Unrealistically ambitious initial targets and inconsistent
implementation reduced the efficiency of the programme. Take up was
much lower than expected at first, leading to underspending and the
need for changes in eligibility to increase learner numbers. The
now strong demand for training needs to be better managed, to make
the programme sustainable while avoiding overspending this
year.
Learners have nevertheless benefited from improved work skills
at a basic level, and surveys of employers have provided evidence
of improved business performance from the training. For many of the
554,100 learners who achieved a qualification it was their first
qualification, giving them a boost in self-confidence as well as
new employment skills. Some employers have reported that the
training has led to improved business performance. Many of the
143,400 engagements with employers to provide advice on skills
training were with ‘hard to reach’ businesses that had previously
provided little or no training for their staff.
Learners’ success rates have varied substantially between
training providers.

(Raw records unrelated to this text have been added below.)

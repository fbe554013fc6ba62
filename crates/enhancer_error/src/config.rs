//! Configuration error types.

/// Configuration error with source location.
#[derive(Debug, Clone, derive_more::Display, derive_more::Error)]
#[display("Configuration Error: {} at line {} in {}", message, line, file)]
pub struct ConfigError {
    /// Error message
    pub message: String,
    /// Line number where the error occurred
    pub line: u32,
    /// File where the error occurred
    pub file: &'static str,
}

impl ConfigError {
    /// Create a new ConfigError with the given message at the current location.
    ///
    /// # Examples
    ///
    /// ```
    /// use enhancer_error::ConfigError;
    ///
    /// let err = ConfigError::new("max_attempts must be at least 1");
    /// assert!(err.message.contains("max_attempts"));
    /// ```
    #[track_caller]
    pub fn new(message: impl Into<String>) -> Self {
        let location = std::panic::Location::caller();
        Self {
            message: message.into(),
            line: location.line(),
            file: location.file(),
        }
    }
}
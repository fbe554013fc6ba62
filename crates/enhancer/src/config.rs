//! Layered configuration loading.
//!
//! Sources, later ones overriding earlier ones:
//! - Bundled defaults (include_str! from enhancer.toml)
//! - `~/.config/enhancer/enhancer.toml`
//! - `./enhancer.toml`

use config::{Config, File, FileFormat};
use enhancer_error::{ConfigError, EnhancerError, EnhancerResult};
use enhancer_openai::OpenAiSettings;
use enhancer_rate_limit::{BudgetsConfig, RateLimitConfig};
use enhancer_retry::RetryPolicy;
use serde::{Deserialize, Serialize};
use std::collections::HashMap;
use tracing::{debug, instrument};

/// Bundled default configuration.
const DEFAULT_CONFIG: &str = include_str!("../../../enhancer.toml");

/// Everything the enhancer reads from `enhancer.toml`.
///
/// # Example
///
/// ```no_run
/// use enhancer::EnhancerConfig;
///
/// # fn main() -> Result<(), Box<dyn std::error::Error>> {
/// let config = EnhancerConfig::load()?;
/// println!("default budget: {}", config.default_budget);
/// # Ok(())
/// # }
/// ```
#[derive(Debug, Clone, PartialEq, Deserialize, Serialize)]
pub struct EnhancerConfig {
    /// Budget used when a caller does not name one
    #[serde(default = "default_budget_name")]
    pub default_budget: String,

    /// Named rate limit budgets; the presets when the table is absent
    #[serde(default = "default_budgets")]
    pub budgets: HashMap<String, RateLimitConfig>,

    /// Retry limits and backoff
    #[serde(default)]
    pub retry: RetryPolicy,

    /// OpenAI request settings
    #[serde(default)]
    pub openai: OpenAiSettings,
}

fn default_budget_name() -> String {
    BudgetsConfig::default().default_budget
}

fn default_budgets() -> HashMap<String, RateLimitConfig> {
    BudgetsConfig::default().budgets
}

impl Default for EnhancerConfig {
    fn default() -> Self {
        let budgets = BudgetsConfig::default();
        Self {
            default_budget: budgets.default_budget,
            budgets: budgets.budgets,
            retry: RetryPolicy::default(),
            openai: OpenAiSettings::default(),
        }
    }
}

impl EnhancerConfig {
    /// Load configuration from a specific file path.
    ///
    /// # Errors
    ///
    /// Returns an error if the file cannot be read, parsed, or validated.
    #[instrument(skip(path), fields(path = %path.as_ref().display()))]
    pub fn from_file(path: impl AsRef<std::path::Path>) -> EnhancerResult<Self> {
        debug!("Loading configuration from file");

        let config: Self = Config::builder()
            .add_source(File::from(path.as_ref()))
            .build()
            .map_err(|e| {
                EnhancerError::from(ConfigError::new(format!(
                    "Failed to read configuration from {}: {}",
                    path.as_ref().display(),
                    e
                )))
            })?
            .try_deserialize()
            .map_err(|e| {
                EnhancerError::from(ConfigError::new(format!(
                    "Failed to parse configuration: {}",
                    e
                )))
            })?;

        config.validate()?;
        Ok(config)
    }

    /// The bundled defaults alone.
    ///
    /// # Errors
    ///
    /// Returns an error if the bundled file does not parse, which indicates a packaging bug.
    pub fn bundled() -> EnhancerResult<Self> {
        let config: Self = Config::builder()
            .add_source(File::from_str(DEFAULT_CONFIG, FileFormat::Toml))
            .build()
            .and_then(Config::try_deserialize::<Self>)
            .map_err(|e| {
                EnhancerError::from(ConfigError::new(format!(
                    "Failed to parse bundled configuration: {}",
                    e
                )))
            })?;
        config.validate()?;
        Ok(config)
    }

    /// Load configuration with precedence: current dir > home dir > bundled default.
    ///
    /// User config files are optional and silently skipped if not found.
    ///
    /// # Errors
    ///
    /// Returns an error if a present file cannot be parsed or the merged result is invalid.
    #[instrument]
    pub fn load() -> EnhancerResult<Self> {
        debug!("Loading configuration with precedence: current dir > home dir > bundled defaults");

        let mut builder =
            Config::builder().add_source(File::from_str(DEFAULT_CONFIG, FileFormat::Toml));

        if let Some(home) = dirs::home_dir() {
            let home_config = home.join(".config/enhancer/enhancer.toml");
            builder = builder.add_source(File::from(home_config).required(false));
        }

        builder = builder.add_source(File::with_name("enhancer").required(false));

        let config: Self = builder
            .build()
            .map_err(|e| {
                EnhancerError::from(ConfigError::new(format!(
                    "Failed to build configuration: {}",
                    e
                )))
            })?
            .try_deserialize()
            .map_err(|e| {
                EnhancerError::from(ConfigError::new(format!(
                    "Failed to parse configuration: {}",
                    e
                )))
            })?;

        config.validate()?;
        debug!(
            budgets = config.budgets.len(),
            default_budget = %config.default_budget,
            "Configuration loaded"
        );
        Ok(config)
    }

    /// Budget section as the rate limiter consumes it.
    pub fn budgets_config(&self) -> BudgetsConfig {
        BudgetsConfig {
            default_budget: self.default_budget.clone(),
            budgets: self.budgets.clone(),
        }
    }

    /// Validate every section.
    ///
    /// # Errors
    ///
    /// Returns the first invalid budget, retry limit, or OpenAI setting.
    pub fn validate(&self) -> EnhancerResult<()> {
        self.budgets_config().validate()?;
        self.retry.validate()?;
        self.openai.validate()?;
        Ok(())
    }
}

In 2006-07, success rates ranged from 8 to 99
per cent for the largest 100 providers. So while some training
providers have been doing a very good job and most are above the
‘minimum standard’ that is being introduced, one quarter of the
largest providers were performing below the minimum. A half of
employers whose employees received training would have arranged
similar training without public subsidy.
The report concludes that the now strong demand for training
should be used as an opportunity to focus resources on the areas of
greatest need and on training with the highest quality providers.
The Learning and Skills Council is taking steps to improve its
management and communication of the programme - which has
previously led to confusion among employers, training providers and
brokers - and the Department and the LSC must be alert to the risk
of disruption of these efforts by the transition to the Skills
Funding Agency.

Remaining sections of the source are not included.